What is expected:
Find every line in the records below that contains "layer", and copy it.

Data for the task:
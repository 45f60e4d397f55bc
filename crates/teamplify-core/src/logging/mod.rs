use tracing_subscriber::{EnvFilter, layer::SubscriberExt, util::SubscriberInitExt};

/// Initialize logging.
///
/// Quiet by default: only error-level events are emitted unless `verbose`
/// is set, which raises the level to info. JSON events go to stderr so
/// stdout stays clean for user-facing output.
pub fn init_logging(verbose: bool) {
    let directive = if verbose {
        "teamplify=info"
    } else {
        "teamplify=error"
    };

    tracing_subscriber::registry()
        .with(
            tracing_subscriber::fmt::layer()
                .json()
                .with_writer(std::io::stderr)
                .with_current_span(false)
                .with_span_list(false),
        )
        .with(
            EnvFilter::from_default_env()
                .add_directive(directive.parse().expect("Invalid log directive")),
        )
        .init();
}
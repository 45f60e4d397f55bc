//! The closed catalog of configuration sections and options.
//!
//! Sections and options are typed: validation and projection match on
//! [`OptionKey`] instead of raw strings, so the catalog and the rules can't
//! drift apart. The ordering of [`SectionKind::ALL`] and [`OptionKey::ALL`]
//! is the serialization order.

use std::path::PathBuf;

use indexmap::IndexMap;
use rand::Rng;
use rand::distr::Alphanumeric;
use tracing::warn;

/// Length of the generated `crypto.signing_key`.
pub const SIGNING_KEY_LENGTH: usize = 50;

/// Sentinel host meaning "use the bundled database container".
pub const BUILTIN_DB_HOST: &str = "builtin_db";

/// Sentinel host meaning "use the bundled mail relay container".
pub const BUILTIN_SMTP_HOST: &str = "builtin_smtp";

#[derive(Debug, Clone, Copy, PartialEq, Eq, Hash)]
pub enum SectionKind {
    Main,
    Web,
    Db,
    Email,
    Crypto,
    Worker,
}

impl SectionKind {
    pub const ALL: [SectionKind; 6] = [
        SectionKind::Main,
        SectionKind::Web,
        SectionKind::Db,
        SectionKind::Email,
        SectionKind::Crypto,
        SectionKind::Worker,
    ];

    pub fn as_str(&self) -> &'static str {
        match self {
            SectionKind::Main => "main",
            SectionKind::Web => "web",
            SectionKind::Db => "db",
            SectionKind::Email => "email",
            SectionKind::Crypto => "crypto",
            SectionKind::Worker => "worker",
        }
    }

    pub fn from_name(name: &str) -> Option<SectionKind> {
        SectionKind::ALL.into_iter().find(|s| s.as_str() == name)
    }

    /// Options of this section in schema order.
    pub fn options(self) -> impl Iterator<Item = OptionKey> {
        OptionKey::ALL
            .into_iter()
            .filter(move |key| key.section() == self)
    }
}

#[derive(Debug, Clone, Copy, PartialEq, Eq, Hash)]
pub enum OptionKey {
    MainProductKey,
    MainUpdateChannel,
    MainSendCrashReports,
    WebHost,
    WebPort,
    WebSslPort,
    WebSslCerts,
    WebUseSsl,
    DbHost,
    DbName,
    DbPort,
    DbUser,
    DbPassword,
    DbBackupMount,
    EmailAddressFrom,
    EmailSmtpHost,
    EmailSmtpProtocol,
    EmailSmtpPort,
    EmailSmtpUser,
    EmailSmtpPassword,
    CryptoSigningKey,
    WorkerSlimCount,
    WorkerFatCount,
}

/// How the default of an option is produced.
#[derive(Debug, Clone, Copy, PartialEq, Eq)]
pub enum DefaultValue {
    Fixed(&'static str),
    /// `<user data dir>/teamplify/backup`
    BackupMount,
    /// Random secret, generated once per fresh store.
    SigningKey,
}

impl OptionKey {
    pub const ALL: [OptionKey; 23] = [
        OptionKey::MainProductKey,
        OptionKey::MainUpdateChannel,
        OptionKey::MainSendCrashReports,
        OptionKey::WebHost,
        OptionKey::WebPort,
        OptionKey::WebSslPort,
        OptionKey::WebSslCerts,
        OptionKey::WebUseSsl,
        OptionKey::DbHost,
        OptionKey::DbName,
        OptionKey::DbPort,
        OptionKey::DbUser,
        OptionKey::DbPassword,
        OptionKey::DbBackupMount,
        OptionKey::EmailAddressFrom,
        OptionKey::EmailSmtpHost,
        OptionKey::EmailSmtpProtocol,
        OptionKey::EmailSmtpPort,
        OptionKey::EmailSmtpUser,
        OptionKey::EmailSmtpPassword,
        OptionKey::CryptoSigningKey,
        OptionKey::WorkerSlimCount,
        OptionKey::WorkerFatCount,
    ];

    pub fn section(&self) -> SectionKind {
        use OptionKey::*;
        match self {
            MainProductKey | MainUpdateChannel | MainSendCrashReports => SectionKind::Main,
            WebHost | WebPort | WebSslPort | WebSslCerts | WebUseSsl => SectionKind::Web,
            DbHost | DbName | DbPort | DbUser | DbPassword | DbBackupMount => SectionKind::Db,
            EmailAddressFrom | EmailSmtpHost | EmailSmtpProtocol | EmailSmtpPort
            | EmailSmtpUser | EmailSmtpPassword => SectionKind::Email,
            CryptoSigningKey => SectionKind::Crypto,
            WorkerSlimCount | WorkerFatCount => SectionKind::Worker,
        }
    }

    pub fn name(&self) -> &'static str {
        use OptionKey::*;
        match self {
            MainProductKey => "product_key",
            MainUpdateChannel => "update_channel",
            MainSendCrashReports => "send_crash_reports",
            WebHost => "host",
            WebPort => "port",
            WebSslPort => "ssl_port",
            WebSslCerts => "ssl_certs",
            WebUseSsl => "use_ssl",
            DbHost => "host",
            DbName => "name",
            DbPort => "port",
            DbUser => "user",
            DbPassword => "password",
            DbBackupMount => "backup_mount",
            EmailAddressFrom => "address_from",
            EmailSmtpHost => "smtp_host",
            EmailSmtpProtocol => "smtp_protocol",
            EmailSmtpPort => "smtp_port",
            EmailSmtpUser => "smtp_user",
            EmailSmtpPassword => "smtp_password",
            CryptoSigningKey => "signing_key",
            WorkerSlimCount => "slim_count",
            WorkerFatCount => "fat_count",
        }
    }

    /// Find the typed key for a `(section, option)` pair, if it is known.
    pub fn lookup(section: &str, option: &str) -> Option<OptionKey> {
        let section = SectionKind::from_name(section)?;
        section.options().find(|key| key.name() == option)
    }

    pub fn default_value(&self) -> DefaultValue {
        use OptionKey::*;
        match self {
            MainProductKey => DefaultValue::Fixed(""),
            MainUpdateChannel => DefaultValue::Fixed("stable"),
            MainSendCrashReports => DefaultValue::Fixed("yes"),
            WebHost => DefaultValue::Fixed("localhost"),
            WebPort => DefaultValue::Fixed("80"),
            WebSslPort => DefaultValue::Fixed("443"),
            WebSslCerts => DefaultValue::Fixed(""),
            WebUseSsl => DefaultValue::Fixed("no"),
            DbHost => DefaultValue::Fixed(BUILTIN_DB_HOST),
            DbName => DefaultValue::Fixed("teamplify"),
            DbPort => DefaultValue::Fixed("3306"),
            DbUser => DefaultValue::Fixed("root"),
            DbPassword => DefaultValue::Fixed("teamplify"),
            DbBackupMount => DefaultValue::BackupMount,
            EmailAddressFrom => DefaultValue::Fixed("Teamplify <support@teamplify.com>"),
            EmailSmtpHost => DefaultValue::Fixed(BUILTIN_SMTP_HOST),
            EmailSmtpProtocol => DefaultValue::Fixed("plain"),
            EmailSmtpPort => DefaultValue::Fixed("25"),
            EmailSmtpUser => DefaultValue::Fixed(""),
            EmailSmtpPassword => DefaultValue::Fixed(""),
            CryptoSigningKey => DefaultValue::SigningKey,
            WorkerSlimCount => DefaultValue::Fixed("1"),
            WorkerFatCount => DefaultValue::Fixed("2"),
        }
    }
}

impl DefaultValue {
    /// Produce the concrete default. `SigningKey` draws a new secret on
    /// every call, so callers must resolve it once per store.
    pub fn resolve(&self) -> String {
        match self {
            DefaultValue::Fixed(value) => value.to_string(),
            DefaultValue::BackupMount => prepare_backup_mount().to_string_lossy().into_owned(),
            DefaultValue::SigningKey => random_string(SIGNING_KEY_LENGTH),
        }
    }
}

pub fn is_known_section(section: &str) -> bool {
    SectionKind::from_name(section).is_some()
}

pub fn is_known_option(section: &str, option: &str) -> bool {
    OptionKey::lookup(section, option).is_some()
}

/// The full default catalog, in schema order.
pub fn defaults() -> IndexMap<&'static str, IndexMap<&'static str, String>> {
    SectionKind::ALL
        .into_iter()
        .map(|section| {
            let options = section
                .options()
                .map(|key| (key.name(), key.default_value().resolve()))
                .collect();
            (section.as_str(), options)
        })
        .collect()
}

/// Default location of the database backup mount.
pub fn default_backup_mount() -> PathBuf {
    let base = match dirs::data_local_dir() {
        Some(dir) => dir,
        None => std::env::temp_dir(),
    };
    base.join("teamplify").join("backup")
}

/// [`default_backup_mount`], created on first use. Failure is logged and
/// left for validation to report.
pub fn prepare_backup_mount() -> PathBuf {
    let path = default_backup_mount();
    if let Err(e) = std::fs::create_dir_all(&path) {
        warn!(
            event = "core.config.backup_mount_create_failed",
            path = %path.display(),
            error = %e
        );
    }
    path
}

/// Alphanumeric string drawn from the thread-local, OS-seeded CSPRNG.
pub fn random_string(length: usize) -> String {
    rand::rng()
        .sample_iter(&Alphanumeric)
        .take(length)
        .map(char::from)
        .collect()
}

Reply to the task:
use tracing_subscriber::{EnvFilter, layer::SubscriberExt, util::SubscriberInitExt};
            tracing_subscriber::fmt::layer()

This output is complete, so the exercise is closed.